▸ **EXERCISE REQUIREMENTS**:
Gather all lines in the records below that include the word "rename".

▸ **RECORDS FOR THE TASK**:
>>>>
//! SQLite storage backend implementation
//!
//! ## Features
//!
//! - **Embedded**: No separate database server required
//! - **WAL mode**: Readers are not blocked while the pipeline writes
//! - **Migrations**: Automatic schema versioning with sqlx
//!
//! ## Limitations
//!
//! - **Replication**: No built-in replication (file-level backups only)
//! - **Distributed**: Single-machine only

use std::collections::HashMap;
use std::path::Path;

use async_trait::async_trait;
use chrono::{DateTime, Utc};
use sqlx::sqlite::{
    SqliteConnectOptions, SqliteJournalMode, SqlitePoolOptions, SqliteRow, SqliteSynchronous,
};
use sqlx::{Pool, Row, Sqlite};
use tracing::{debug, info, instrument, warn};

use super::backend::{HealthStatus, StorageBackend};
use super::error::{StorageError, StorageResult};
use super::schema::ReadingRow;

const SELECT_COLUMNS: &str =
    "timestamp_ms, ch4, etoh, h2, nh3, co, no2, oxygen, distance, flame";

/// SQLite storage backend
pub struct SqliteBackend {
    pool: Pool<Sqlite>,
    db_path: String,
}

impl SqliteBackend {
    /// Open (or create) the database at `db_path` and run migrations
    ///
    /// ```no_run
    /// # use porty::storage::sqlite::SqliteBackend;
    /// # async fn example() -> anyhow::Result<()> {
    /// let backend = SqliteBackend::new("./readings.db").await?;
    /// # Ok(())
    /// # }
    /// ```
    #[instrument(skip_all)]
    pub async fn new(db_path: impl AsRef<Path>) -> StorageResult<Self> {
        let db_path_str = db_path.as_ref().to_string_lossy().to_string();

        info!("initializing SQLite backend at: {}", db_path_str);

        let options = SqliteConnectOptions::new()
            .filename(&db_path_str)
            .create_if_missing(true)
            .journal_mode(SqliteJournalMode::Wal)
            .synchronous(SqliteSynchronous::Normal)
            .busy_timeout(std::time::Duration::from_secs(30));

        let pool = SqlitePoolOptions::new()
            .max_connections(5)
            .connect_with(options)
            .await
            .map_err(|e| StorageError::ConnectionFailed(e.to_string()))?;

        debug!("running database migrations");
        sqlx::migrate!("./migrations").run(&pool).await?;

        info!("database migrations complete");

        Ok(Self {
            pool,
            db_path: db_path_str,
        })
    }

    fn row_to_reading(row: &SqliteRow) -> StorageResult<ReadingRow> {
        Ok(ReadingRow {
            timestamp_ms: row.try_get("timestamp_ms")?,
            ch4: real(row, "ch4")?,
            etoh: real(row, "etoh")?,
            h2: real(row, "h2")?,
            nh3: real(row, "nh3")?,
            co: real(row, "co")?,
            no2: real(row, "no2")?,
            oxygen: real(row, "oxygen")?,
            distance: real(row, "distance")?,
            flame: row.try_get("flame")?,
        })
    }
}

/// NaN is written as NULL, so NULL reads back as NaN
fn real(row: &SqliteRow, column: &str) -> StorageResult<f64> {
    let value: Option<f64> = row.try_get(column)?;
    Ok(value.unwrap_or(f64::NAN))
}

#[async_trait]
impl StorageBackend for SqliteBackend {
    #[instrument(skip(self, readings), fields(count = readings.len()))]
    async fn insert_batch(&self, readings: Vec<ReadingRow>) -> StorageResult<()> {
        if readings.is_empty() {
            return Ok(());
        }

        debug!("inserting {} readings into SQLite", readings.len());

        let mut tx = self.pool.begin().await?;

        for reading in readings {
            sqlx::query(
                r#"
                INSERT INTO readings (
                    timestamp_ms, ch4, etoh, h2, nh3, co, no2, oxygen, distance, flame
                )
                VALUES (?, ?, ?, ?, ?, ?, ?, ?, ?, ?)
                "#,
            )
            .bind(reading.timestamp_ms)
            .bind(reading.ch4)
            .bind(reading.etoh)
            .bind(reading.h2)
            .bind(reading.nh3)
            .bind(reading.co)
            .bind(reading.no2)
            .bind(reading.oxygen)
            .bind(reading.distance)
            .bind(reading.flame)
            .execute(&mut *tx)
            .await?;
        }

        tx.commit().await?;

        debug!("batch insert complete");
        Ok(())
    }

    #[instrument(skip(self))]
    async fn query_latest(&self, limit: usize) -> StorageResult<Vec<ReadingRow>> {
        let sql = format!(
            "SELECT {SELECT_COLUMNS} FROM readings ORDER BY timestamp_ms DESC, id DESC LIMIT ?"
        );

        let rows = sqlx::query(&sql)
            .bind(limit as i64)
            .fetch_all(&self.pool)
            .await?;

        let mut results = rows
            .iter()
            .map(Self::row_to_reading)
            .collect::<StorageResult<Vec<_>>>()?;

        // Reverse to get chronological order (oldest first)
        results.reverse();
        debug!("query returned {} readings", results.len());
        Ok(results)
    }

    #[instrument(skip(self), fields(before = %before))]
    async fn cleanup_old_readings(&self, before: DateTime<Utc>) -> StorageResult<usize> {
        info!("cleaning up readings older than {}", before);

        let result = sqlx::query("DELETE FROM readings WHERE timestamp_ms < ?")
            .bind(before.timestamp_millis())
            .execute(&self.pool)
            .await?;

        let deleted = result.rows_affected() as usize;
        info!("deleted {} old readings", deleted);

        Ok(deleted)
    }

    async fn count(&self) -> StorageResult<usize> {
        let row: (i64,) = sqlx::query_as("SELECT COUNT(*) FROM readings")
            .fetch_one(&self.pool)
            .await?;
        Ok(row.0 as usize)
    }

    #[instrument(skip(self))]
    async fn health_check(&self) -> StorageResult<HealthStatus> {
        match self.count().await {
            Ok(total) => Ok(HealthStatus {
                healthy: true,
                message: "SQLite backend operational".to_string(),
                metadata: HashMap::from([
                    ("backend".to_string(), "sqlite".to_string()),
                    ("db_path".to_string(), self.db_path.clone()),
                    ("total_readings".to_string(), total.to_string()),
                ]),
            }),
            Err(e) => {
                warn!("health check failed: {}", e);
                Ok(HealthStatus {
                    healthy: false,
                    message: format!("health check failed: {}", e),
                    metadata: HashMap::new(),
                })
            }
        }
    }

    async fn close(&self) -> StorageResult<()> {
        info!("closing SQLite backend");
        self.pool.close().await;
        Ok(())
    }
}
<<<<
>>>>
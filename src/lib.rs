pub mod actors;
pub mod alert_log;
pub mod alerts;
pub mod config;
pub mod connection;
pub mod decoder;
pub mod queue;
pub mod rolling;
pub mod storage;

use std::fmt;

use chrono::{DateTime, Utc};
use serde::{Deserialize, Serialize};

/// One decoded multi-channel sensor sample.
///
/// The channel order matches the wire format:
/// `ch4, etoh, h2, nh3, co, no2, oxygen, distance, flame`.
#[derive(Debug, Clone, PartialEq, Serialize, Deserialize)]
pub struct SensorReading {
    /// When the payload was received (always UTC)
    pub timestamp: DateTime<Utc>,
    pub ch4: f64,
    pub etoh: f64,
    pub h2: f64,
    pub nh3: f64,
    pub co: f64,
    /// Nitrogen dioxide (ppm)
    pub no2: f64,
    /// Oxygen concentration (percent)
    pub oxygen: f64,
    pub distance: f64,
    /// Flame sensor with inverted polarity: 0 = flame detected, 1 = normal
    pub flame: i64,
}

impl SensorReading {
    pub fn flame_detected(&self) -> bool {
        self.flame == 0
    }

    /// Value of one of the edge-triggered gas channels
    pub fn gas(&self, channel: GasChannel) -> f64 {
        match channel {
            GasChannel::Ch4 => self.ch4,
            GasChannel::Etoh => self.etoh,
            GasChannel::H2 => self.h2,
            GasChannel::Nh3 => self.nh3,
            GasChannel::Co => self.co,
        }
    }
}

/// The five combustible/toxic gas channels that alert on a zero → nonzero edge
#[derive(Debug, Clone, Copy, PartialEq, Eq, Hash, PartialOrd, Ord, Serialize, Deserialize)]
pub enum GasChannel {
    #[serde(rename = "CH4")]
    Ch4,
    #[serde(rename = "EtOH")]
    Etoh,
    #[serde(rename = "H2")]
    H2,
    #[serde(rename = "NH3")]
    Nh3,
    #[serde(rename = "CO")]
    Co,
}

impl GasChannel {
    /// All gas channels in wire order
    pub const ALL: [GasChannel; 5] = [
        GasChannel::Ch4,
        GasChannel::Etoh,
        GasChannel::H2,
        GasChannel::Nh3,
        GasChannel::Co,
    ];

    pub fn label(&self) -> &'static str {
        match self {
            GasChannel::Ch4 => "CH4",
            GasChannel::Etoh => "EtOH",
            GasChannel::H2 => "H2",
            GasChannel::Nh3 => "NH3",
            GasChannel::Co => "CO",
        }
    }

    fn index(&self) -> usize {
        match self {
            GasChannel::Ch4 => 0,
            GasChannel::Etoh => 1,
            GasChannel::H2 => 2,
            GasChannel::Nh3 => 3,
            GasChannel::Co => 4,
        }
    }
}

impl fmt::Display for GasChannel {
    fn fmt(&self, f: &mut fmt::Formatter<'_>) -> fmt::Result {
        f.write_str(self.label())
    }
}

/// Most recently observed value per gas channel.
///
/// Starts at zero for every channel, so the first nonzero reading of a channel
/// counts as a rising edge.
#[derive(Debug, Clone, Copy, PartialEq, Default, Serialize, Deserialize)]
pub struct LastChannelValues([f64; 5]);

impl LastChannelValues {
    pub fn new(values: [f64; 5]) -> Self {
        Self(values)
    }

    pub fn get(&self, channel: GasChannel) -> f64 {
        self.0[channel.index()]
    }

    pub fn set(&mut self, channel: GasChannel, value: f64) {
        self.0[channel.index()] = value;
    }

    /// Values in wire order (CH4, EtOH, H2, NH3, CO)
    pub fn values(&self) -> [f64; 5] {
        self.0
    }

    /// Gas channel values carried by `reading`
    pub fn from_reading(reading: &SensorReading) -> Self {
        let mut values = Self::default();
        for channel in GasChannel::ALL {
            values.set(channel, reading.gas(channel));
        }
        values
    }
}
<<<<
>>>>
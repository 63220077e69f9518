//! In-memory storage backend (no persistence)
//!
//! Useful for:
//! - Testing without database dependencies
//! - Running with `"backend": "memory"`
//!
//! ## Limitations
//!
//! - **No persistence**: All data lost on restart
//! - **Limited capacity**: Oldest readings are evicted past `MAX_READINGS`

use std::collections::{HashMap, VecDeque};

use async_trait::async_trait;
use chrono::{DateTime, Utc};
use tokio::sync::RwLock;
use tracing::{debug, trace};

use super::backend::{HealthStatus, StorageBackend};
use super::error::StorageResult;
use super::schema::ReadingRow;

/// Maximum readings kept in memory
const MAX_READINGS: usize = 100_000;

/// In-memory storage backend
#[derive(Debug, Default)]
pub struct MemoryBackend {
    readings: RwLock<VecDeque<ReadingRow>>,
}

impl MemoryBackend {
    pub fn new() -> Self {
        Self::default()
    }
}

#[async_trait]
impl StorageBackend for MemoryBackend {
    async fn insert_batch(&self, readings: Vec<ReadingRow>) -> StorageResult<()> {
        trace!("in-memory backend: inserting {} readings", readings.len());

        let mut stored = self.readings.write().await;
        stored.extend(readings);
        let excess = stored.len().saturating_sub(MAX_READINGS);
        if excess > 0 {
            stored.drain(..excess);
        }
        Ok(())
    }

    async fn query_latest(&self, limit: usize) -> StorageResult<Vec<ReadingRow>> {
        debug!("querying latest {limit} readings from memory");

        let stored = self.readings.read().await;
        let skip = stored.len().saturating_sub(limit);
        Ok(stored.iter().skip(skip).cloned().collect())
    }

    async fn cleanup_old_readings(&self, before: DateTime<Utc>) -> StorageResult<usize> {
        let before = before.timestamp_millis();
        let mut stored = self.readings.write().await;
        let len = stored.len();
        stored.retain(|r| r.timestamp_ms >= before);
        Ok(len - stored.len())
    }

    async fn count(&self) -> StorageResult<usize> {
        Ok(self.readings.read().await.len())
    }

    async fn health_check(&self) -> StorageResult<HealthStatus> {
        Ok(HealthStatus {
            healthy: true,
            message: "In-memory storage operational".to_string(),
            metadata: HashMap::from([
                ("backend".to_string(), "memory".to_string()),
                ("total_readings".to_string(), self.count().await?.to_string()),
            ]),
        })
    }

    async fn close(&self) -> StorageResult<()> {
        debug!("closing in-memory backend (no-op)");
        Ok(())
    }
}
<<<<
▸ **RESPONSE BELOW**:
    #[serde(rename = "CH4")]
    #[serde(rename = "EtOH")]
    #[serde(rename = "H2")]
    #[serde(rename = "NH3")]
    #[serde(rename = "CO")]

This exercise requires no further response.